▶ [What the task asks]
Retype all of the records precisely.

▶ [Supplied information]
>>
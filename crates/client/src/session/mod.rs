//! Authenticated session: who is signed in, and since when.
//!
//! [`AuthSession`] is the identity provider the synchronized stores follow.
//! It publishes a [`SessionState`] through a `tokio::sync::watch` channel;
//! every change of signed-in user bumps the state's `epoch`, which the
//! stores use to drop results that belong to a previous session.

mod token;

pub use token::{TokenClaims, TokenError};

use std::sync::Arc;
use std::time::Duration;

use brickyard_core::Email;
use secrecy::{ExposeSecret, SecretString};
use thiserror::Error;
use tokio::sync::watch;
use tokio::task::JoinHandle;
use tracing::{debug, info, instrument, warn};

use crate::http::{ApiClient, ApiError};
use crate::notify::Toast;
use crate::storage::StorageError;
use crate::types::{AuthUser, LoginRequest, LoginResponse};

/// Login endpoint.
const LOGIN_PATH: &str = "/api/auth/login";

/// Message shown when the expiry watch ends a session.
pub const SESSION_EXPIRED_MESSAGE: &str = "Your session has expired. Please log in again.";

/// Errors from session operations.
#[derive(Debug, Error)]
pub enum SessionError {
    /// The login request failed.
    #[error(transparent)]
    Api(#[from] ApiError),

    /// The token could not be persisted or removed.
    #[error("session storage error: {0}")]
    Storage(#[from] StorageError),

    /// The server issued a token the client cannot read.
    #[error("invalid token: {0}")]
    InvalidToken(#[from] TokenError),
}

/// Snapshot of the session published to subscribers.
#[derive(Debug, Clone, Default, PartialEq, Eq)]
pub struct SessionState {
    /// True once the stored session has been inspected at startup.
    pub booted: bool,
    /// The signed-in user, if any.
    pub user: Option<AuthUser>,
    /// Incremented on every change of signed-in user.
    pub epoch: u64,
}

/// Identity provider backed by the stored bearer token.
///
/// Cheap to clone; clones share state.
#[derive(Clone)]
pub struct AuthSession {
    inner: Arc<AuthSessionInner>,
}

struct AuthSessionInner {
    api: ApiClient,
    state: watch::Sender<SessionState>,
}

impl AuthSession {
    /// Create a session that has not booted yet.
    #[must_use]
    pub fn new(api: ApiClient) -> Self {
        let (state, _) = watch::channel(SessionState::default());
        Self {
            inner: Arc::new(AuthSessionInner { api, state }),
        }
    }

    /// The API client this session authenticates.
    #[must_use]
    pub fn api(&self) -> &ApiClient {
        &self.inner.api
    }

    /// Receive every future state change.
    #[must_use]
    pub fn subscribe(&self) -> watch::Receiver<SessionState> {
        self.inner.state.subscribe()
    }

    #[must_use]
    pub fn snapshot(&self) -> SessionState {
        self.inner.state.borrow().clone()
    }

    #[must_use]
    pub fn current_user(&self) -> Option<AuthUser> {
        self.inner.state.borrow().user.clone()
    }

    #[must_use]
    pub fn epoch(&self) -> u64 {
        self.inner.state.borrow().epoch
    }

    #[must_use]
    pub fn is_booted(&self) -> bool {
        self.inner.state.borrow().booted
    }

    /// The stored bearer token.
    #[must_use]
    pub fn token(&self) -> Option<SecretString> {
        self.inner.api.tokens().token()
    }

    /// Inspect the stored token and publish the resulting identity.
    ///
    /// Expired, malformed or anonymous tokens are removed. Always marks the
    /// session booted.
    #[instrument(skip(self))]
    pub fn bootstrap(&self) -> Option<AuthUser> {
        let user = self.token().and_then(|token| {
            match TokenClaims::decode(token.expose_secret()) {
                Ok(claims) if claims.is_expired() => {
                    info!("Stored token has expired");
                    None
                }
                Ok(claims) => claims
                    .to_user()
                    .map_err(|e| warn!(error = %e, "Stored token has no user"))
                    .ok(),
                Err(e) => {
                    warn!(error = %e, "Stored token is unreadable");
                    None
                }
            }
        });

        if user.is_none()
            && self.token().is_some()
            && let Err(e) = self.inner.api.tokens().clear()
        {
            warn!(error = %e, "Failed to remove stale token");
        }

        self.publish(user.clone());
        debug!(signed_in = user.is_some(), "Session booted");
        user
    }

    /// Sign in and persist the issued token.
    ///
    /// # Errors
    ///
    /// Returns an error if the credentials are rejected, the server is
    /// unreachable, the token cannot be read, or it cannot be stored.
    #[instrument(skip(self, password), fields(email = %email))]
    pub async fn login(
        &self,
        email: &Email,
        password: &SecretString,
    ) -> Result<AuthUser, SessionError> {
        let response: LoginResponse = self
            .inner
            .api
            .post(
                LOGIN_PATH,
                &LoginRequest {
                    email: email.as_str(),
                    password: password.expose_secret(),
                },
            )
            .await?;

        let claims = TokenClaims::decode(&response.token)?;
        let user = match response.user {
            Some(user) => user,
            None => claims.to_user()?,
        };

        self.inner
            .api
            .tokens()
            .set_token(&SecretString::from(response.token))?;
        self.publish(Some(user.clone()));
        info!(user_id = %user.id, "Signed in");
        Ok(user)
    }

    /// Forget the token and publish an anonymous session.
    ///
    /// The identity is cleared even if removing the token fails.
    ///
    /// # Errors
    ///
    /// Returns an error if the token could not be removed from storage.
    #[instrument(skip(self))]
    pub fn logout(&self) -> Result<(), SessionError> {
        let cleared = self.inner.api.tokens().clear();
        self.publish(None);
        info!("Signed out");
        cleared.map_err(SessionError::from)
    }

    /// End the session if its token has expired or disappeared.
    ///
    /// Returns true if the session was ended.
    pub fn check_expiry(&self) -> bool {
        if self.current_user().is_none() {
            return false;
        }

        let expired = match self.token() {
            None => {
                info!("Token removed outside this session");
                if self.logout().is_err() {
                    warn!("Failed to clear session after token removal");
                }
                return true;
            }
            Some(token) => TokenClaims::decode(token.expose_secret())
                .map_or(true, |claims| claims.is_expired()),
        };

        if expired {
            warn!("Session token expired");
            if let Err(e) = self.logout() {
                warn!(error = %e, "Failed to remove expired token");
            }
            self.inner
                .api
                .notifier()
                .notify(Toast::warning(SESSION_EXPIRED_MESSAGE));
        }
        expired
    }

    /// Check for token expiry every `period` until the handle is aborted.
    #[must_use]
    pub fn spawn_expiry_watch(&self, period: Duration) -> JoinHandle<()> {
        let session = self.clone();
        tokio::spawn(async move {
            let mut interval = tokio::time::interval(period);
            interval.set_missed_tick_behavior(tokio::time::MissedTickBehavior::Delay);
            loop {
                interval.tick().await;
                session.check_expiry();
            }
        })
    }

    /// Publish `user` as the signed-in identity and mark the session booted.
    fn publish(&self, user: Option<AuthUser>) {
        self.inner.state.send_if_modified(|state| {
            let identity_changed =
                state.user.as_ref().map(|u| &u.id) != user.as_ref().map(|u| &u.id);
            let changed = identity_changed || !state.booted || state.user != user;
            if identity_changed {
                state.epoch += 1;
            }
            state.user = user;
            state.booted = true;
            changed
        });
    }
}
<<
▶ [Output]
filename crates/client/src/session/mod.rs
//! Authenticated session: who is signed in, and since when.
//!
//! [`AuthSession`] is the identity provider the synchronized stores follow.
//! It publishes a [`SessionState`] through a `tokio::sync::watch` channel;
//! every change of signed-in user bumps the state's `epoch`, which the
//! stores use to drop results that belong to a previous session.

mod token;

pub use token::{TokenClaims, TokenError};

use std::sync::Arc;
use std::time::Duration;

use brickyard_core::Email;
use secrecy::{ExposeSecret, SecretString};
use thiserror::Error;
use tokio::sync::watch;
use tokio::task::JoinHandle;
use tracing::{debug, info, instrument, warn};

use crate::http::{ApiClient, ApiError};
use crate::notify::Toast;
use crate::storage::StorageError;
use crate::types::{AuthUser, LoginRequest, LoginResponse};

/// Login endpoint.
const LOGIN_PATH: &str = "/api/auth/login";

/// Message shown when the expiry watch ends a session.
pub const SESSION_EXPIRED_MESSAGE: &str = "Your session has expired. Please log in again.";

/// Errors from session operations.
#[derive(Debug, Error)]
pub enum SessionError {
    /// The login request failed.
    #[error(transparent)]
    Api(#[from] ApiError),

    /// The token could not be persisted or removed.
    #[error("session storage error: {0}")]
    Storage(#[from] StorageError),

    /// The server issued a token the client cannot read.
    #[error("invalid token: {0}")]
    InvalidToken(#[from] TokenError),
}

/// Snapshot of the session published to subscribers.
#[derive(Debug, Clone, Default, PartialEq, Eq)]
pub struct SessionState {
    /// True once the stored session has been inspected at startup.
    pub booted: bool,
    /// The signed-in user, if any.
    pub user: Option<AuthUser>,
    /// Incremented on every change of signed-in user.
    pub epoch: u64,
}

/// Identity provider backed by the stored bearer token.
///
/// Cheap to clone; clones share state.
#[derive(Clone)]
pub struct AuthSession {
    inner: Arc<AuthSessionInner>,
}

struct AuthSessionInner {
    api: ApiClient,
    state: watch::Sender<SessionState>,
}

impl AuthSession {
    /// Create a session that has not booted yet.
    #[must_use]
    pub fn new(api: ApiClient) -> Self {
        let (state, _) = watch::channel(SessionState::default());
        Self {
            inner: Arc::new(AuthSessionInner { api, state }),
        }
    }

    /// The API client this session authenticates.
    #[must_use]
    pub fn api(&self) -> &ApiClient {
        &self.inner.api
    }

    /// Receive every future state change.
    #[must_use]
    pub fn subscribe(&self) -> watch::Receiver<SessionState> {
        self.inner.state.subscribe()
    }

    #[must_use]
    pub fn snapshot(&self) -> SessionState {
        self.inner.state.borrow().clone()
    }

    #[must_use]
    pub fn current_user(&self) -> Option<AuthUser> {
        self.inner.state.borrow().user.clone()
    }

    #[must_use]
    pub fn epoch(&self) -> u64 {
        self.inner.state.borrow().epoch
    }

    #[must_use]
    pub fn is_booted(&self) -> bool {
        self.inner.state.borrow().booted
    }

    /// The stored bearer token.
    #[must_use]
    pub fn token(&self) -> Option<SecretString> {
        self.inner.api.tokens().token()
    }

    /// Inspect the stored token and publish the resulting identity.
    ///
    /// Expired, malformed or anonymous tokens are removed. Always marks the
    /// session booted.
    #[instrument(skip(self))]
    pub fn bootstrap(&self) -> Option<AuthUser> {
        let user = self.token().and_then(|token| {
            match TokenClaims::decode(token.expose_secret()) {
                Ok(claims) if claims.is_expired() => {
                    info!("Stored token has expired");
                    None
                }
                Ok(claims) => claims
                    .to_user()
                    .map_err(|e| warn!(error = %e, "Stored token has no user"))
                    .ok(),
                Err(e) => {
                    warn!(error = %e, "Stored token is unreadable");
                    None
                }
            }
        });

        if user.is_none()
            && self.token().is_some()
            && let Err(e) = self.inner.api.tokens().clear()
        {
            warn!(error = %e, "Failed to remove stale token");
        }

        self.publish(user.clone());
        debug!(signed_in = user.is_some(), "Session booted");
        user
    }

    /// Sign in and persist the issued token.
    ///
    /// # Errors
    ///
    /// Returns an error if the credentials are rejected, the server is
    /// unreachable, the token cannot be read, or it cannot be stored.
    #[instrument(skip(self, password), fields(email = %email))]
    pub async fn login(
        &self,
        email: &Email,
        password: &SecretString,
    ) -> Result<AuthUser, SessionError> {
        let response: LoginResponse = self
            .inner
            .api
            .post(
                LOGIN_PATH,
                &LoginRequest {
                    email: email.as_str(),
                    password: password.expose_secret(),
                },
            )
            .await?;

        let claims = TokenClaims::decode(&response.token)?;
        let user = match response.user {
            Some(user) => user,
            None => claims.to_user()?,
        };

        self.inner
            .api
            .tokens()
            .set_token(&SecretString::from(response.token))?;
        self.publish(Some(user.clone()));
        info!(user_id = %user.id, "Signed in");
        Ok(user)
    }

    /// Forget the token and publish an anonymous session.
    ///
    /// The identity is cleared even if removing the token fails.
    ///
    /// # Errors
    ///
    /// Returns an error if the token could not be removed from storage.
    #[instrument(skip(self))]
    pub fn logout(&self) -> Result<(), SessionError> {
        let cleared = self.inner.api.tokens().clear();
        self.publish(None);
        info!("Signed out");
        cleared.map_err(SessionError::from)
    }

    /// End the session if its token has expired or disappeared.
    ///
    /// Returns true if the session was ended.
    pub fn check_expiry(&self) -> bool {
        if self.current_user().is_none() {
            return false;
        }

        let expired = match self.token() {
            None => {
                info!("Token removed outside this session");
                if self.logout().is_err() {
                    warn!("Failed to clear session after token removal");
                }
                return true;
            }
            Some(token) => TokenClaims::decode(token.expose_secret())
                .map_or(true, |claims| claims.is_expired()),
        };

        if expired {
            warn!("Session token expired");
            if let Err(e) = self.logout() {
                warn!(error = %e, "Failed to remove expired token");
            }
            self.inner
                .api
                .notifier()
                .notify(Toast::warning(SESSION_EXPIRED_MESSAGE));
        }
        expired
    }

    /// Check for token expiry every `period` until the handle is aborted.
    #[must_use]
    pub fn spawn_expiry_watch(&self, period: Duration) -> JoinHandle<()> {
        let session = self.clone();
        tokio::spawn(async move {
            let mut interval = tokio::time::interval(period);
            interval.set_missed_tick_behavior(tokio::time::MissedTickBehavior::Delay);
            loop {
                interval.tick().await;
                session.check_expiry();
            }
        })
    }

    /// Publish `user` as the signed-in identity and mark the session booted.
    fn publish(&self, user: Option<AuthUser>) {
        self.inner.state.send_if_modified(|state| {
            let identity_changed =
                state.user.as_ref().map(|u| &u.id) != user.as_ref().map(|u| &u.id);
            let changed = identity_changed || !state.booted || state.user != user;
            if identity_changed {
                state.epoch += 1;
            }
            state.user = user;
            state.booted = true;
            changed
        });
    }
}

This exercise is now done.